A Comissão Mista de Orçamento aprovou a Lei de Diretrizes Orçamentárias de 2026 (PLN 2/25). O relator, deputado Gervásio Maia (PSB-PB), estabeleceu prazo até o final do primeiro semestre do ano que vem para que o Executivo pague 65% do total das emendas parlamentares ao Orçamento de execução obrigatória. A preocupação é com a restrição de gastos em ano eleitoral, conforme explicou o deputado:
“Um avanço muito importante. Equilibrado. Porque falar em 65%, a gente está falando no pagamento de parte das emendas até o mês de julho. Isso vai garantir um planejamento muito importante para os gestores.”
A regra vale para emendas individuais e coletivas destinadas a fundos de saúde e de assistência social e para as chamadas transferências especiais, chamadas de emendas Pix.
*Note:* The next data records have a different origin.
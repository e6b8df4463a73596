//! Thumbnails API client: batched game icon lookups.
//!
//! The response body is passed through to the browser untouched, so this
//! client returns a raw [`serde_json::Value`] rather than a typed shape.

use reqwest::Client;
use serde_json::Value;
use tracing::instrument;

use crate::utils::BoxError;

const GAME_ICONS_URL: &str = "https://thumbnails.roblox.com/v1/games/icons";

/// Fetch game icons for a comma-separated universe id list.
///
/// Size and format are fixed; the frontend relies on the exact upstream JSON
/// shape coming back unchanged.
#[instrument(level = "debug", skip(client))]
pub async fn fetch_game_icons(client: &Client, universe_ids_csv: &str) -> Result<Value, BoxError> {
    let payload = client
        .get(GAME_ICONS_URL)
        .query(&[
            ("universeIds", universe_ids_csv),
            ("size", "256x256"),
            ("format", "Png"),
            ("defaults", "true"),
        ])
        .send()
        .await?
        .error_for_status()?
        .json()
        .await?;
    Ok(payload)
}
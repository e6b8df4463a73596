//! The snapshot generation pipeline.
//!
//! One `refresh` invocation runs the full pipeline in dependency order:
//!
//! 1. **Sort discovery** ([`discovery`]): find a ranking sort that actually
//!    yields games, trying candidates in priority order
//! 2. **Candidate extraction** (`roblox::explore`): turn raw listing entries
//!    into uniform candidates
//! 3. **Enrichment** ([`enrich`]): merge detail, vote, and favorite lookups
//!    into one record per candidate
//! 4. **AI augmentation** (`ai` + [`articles`]): generate articles for the
//!    top 5 and validate the result field by field
//! 5. **Fallback assembly** ([`articles`]): deterministic articles when the
//!    AI bundle is rejected or absent
//! 6. **Persistence** (`outputs::json`): dated snapshot file plus the
//!    `latest.json` pointer
//!
//! Upstream-fetch and persistence errors abort the run and leave the
//! previous snapshot authoritative. AI problems never abort; they resolve to
//! fallback articles. A refresh triggered while another is in flight is
//! skipped via the state's single-flight guard.

pub mod articles;
pub mod discovery;
pub mod enrich;

use chrono::{SecondsFormat, Utc};
use std::time::Instant;
use tracing::{error, info, instrument, warn};
use uuid::Uuid;

use crate::ai::{ArticleGenerator, ArticleRequest};
use crate::models::Snapshot;
use crate::outputs;
use crate::roblox::explore;
use crate::state::AppState;
use crate::utils::BoxError;

/// How many games receive AI-generated articles.
pub const TOP5: usize = 5;

/// How many games the wide listing carries.
pub const TOP100: usize = 100;

/// Run one full refresh cycle and install the result as the latest snapshot.
///
/// Skips silently (with a warning) when another refresh is already in
/// flight. On failure the in-memory snapshot and the files on disk keep
/// their last-known-good state.
#[instrument(level = "info", skip_all)]
pub async fn refresh<G: ArticleGenerator>(state: &AppState, generator: &G) -> Result<(), BoxError> {
    let Some(_guard) = state.try_begin_refresh() else {
        warn!("Refresh already in flight; skipping this trigger");
        return Ok(());
    };

    let t0 = Instant::now();
    info!("Snapshot refresh starting");

    match build_snapshot(state, generator).await {
        Ok(snapshot) => {
            let generated_at = snapshot.generatedAt.clone();
            state.install_latest(snapshot).await;
            state.clear_refresh_error().await;
            info!(
                elapsed_ms = t0.elapsed().as_millis() as u64,
                generated_at = %generated_at,
                "Snapshot refresh complete"
            );
            Ok(())
        }
        Err(e) => {
            error!(
                elapsed_ms = t0.elapsed().as_millis() as u64,
                error = %e,
                "Snapshot refresh failed; previous snapshot remains authoritative"
            );
            state.record_refresh_error(&e.to_string()).await;
            Err(e)
        }
    }
}

/// Build and persist one snapshot.
async fn build_snapshot<G: ArticleGenerator>(
    state: &AppState,
    generator: &G,
) -> Result<Snapshot, BoxError> {
    let session_id = Uuid::new_v4().to_string();

    let discovered = discovery::discover_sort(&state.http, &session_id).await?;
    info!(sort = %discovered.meta.sortName, "Using ranking sort");

    let mut candidates = explore::extract_candidates(&discovered.items);
    candidates.truncate(TOP100);
    if candidates.is_empty() {
        return Err("sort content yielded no usable candidates".into());
    }
    info!(count = candidates.len(), "Extracted candidates");

    let top5_slice = &candidates[..candidates.len().min(TOP5)];
    let top5 = enrich::enrich_games(&state.http, top5_slice, state.fav_concurrency).await?;
    let top100 = enrich::enrich_games(&state.http, &candidates, state.fav_concurrency).await?;

    let request = ArticleRequest::new(&discovered.meta, &top5);
    let bundle = match generator.generate(&request).await {
        Ok(bundle) => bundle,
        Err(e) => {
            warn!(error = %e, "Article generation errored; using fallback articles");
            None
        }
    };
    let (headlines, articles) = articles::resolve_articles(bundle, &top5);

    let snapshot = Snapshot {
        generatedAt: Utc::now().to_rfc3339_opts(SecondsFormat::Millis, true),
        meta: discovered.meta,
        headlines,
        articles,
        top5,
        top100,
    };

    outputs::json::write_snapshot(&snapshot, &state.snapshots_dir).await?;
    Ok(snapshot)
}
A LDO define regras para a elaboração e a execução do Orçamento anual. A proposta prevê superávit de R$ 34,3 bilhões em 2026, o equivalente a 0,25% do Produto Interno Bruto (PIB). Mas, pelo texto aprovado, o governo poderá considerar o limite inferior da meta para fazer limitações de gastos. A meta pode variar 0,25% para cima ou para baixo.
A comissão também aprovou o relatório preliminar do Orçamento de 2026 (PLN 15/25), alocando R$ 12,1 bilhões para emendas de comissões da Câmara e do Senado e mais R$ 4 bilhões para o fundo eleitoral. No projeto original, o fundo tinha apenas R$ 1 bilhão.
Para fazer isso, o relator, deputado Isnaldo Bulhões Jr. (MDB-AL), se valeu de uma reestimativa de receitas aprovada anteriormente pelo colegiado e por um corte linear de R$ 2 bilhões nas dotações originais.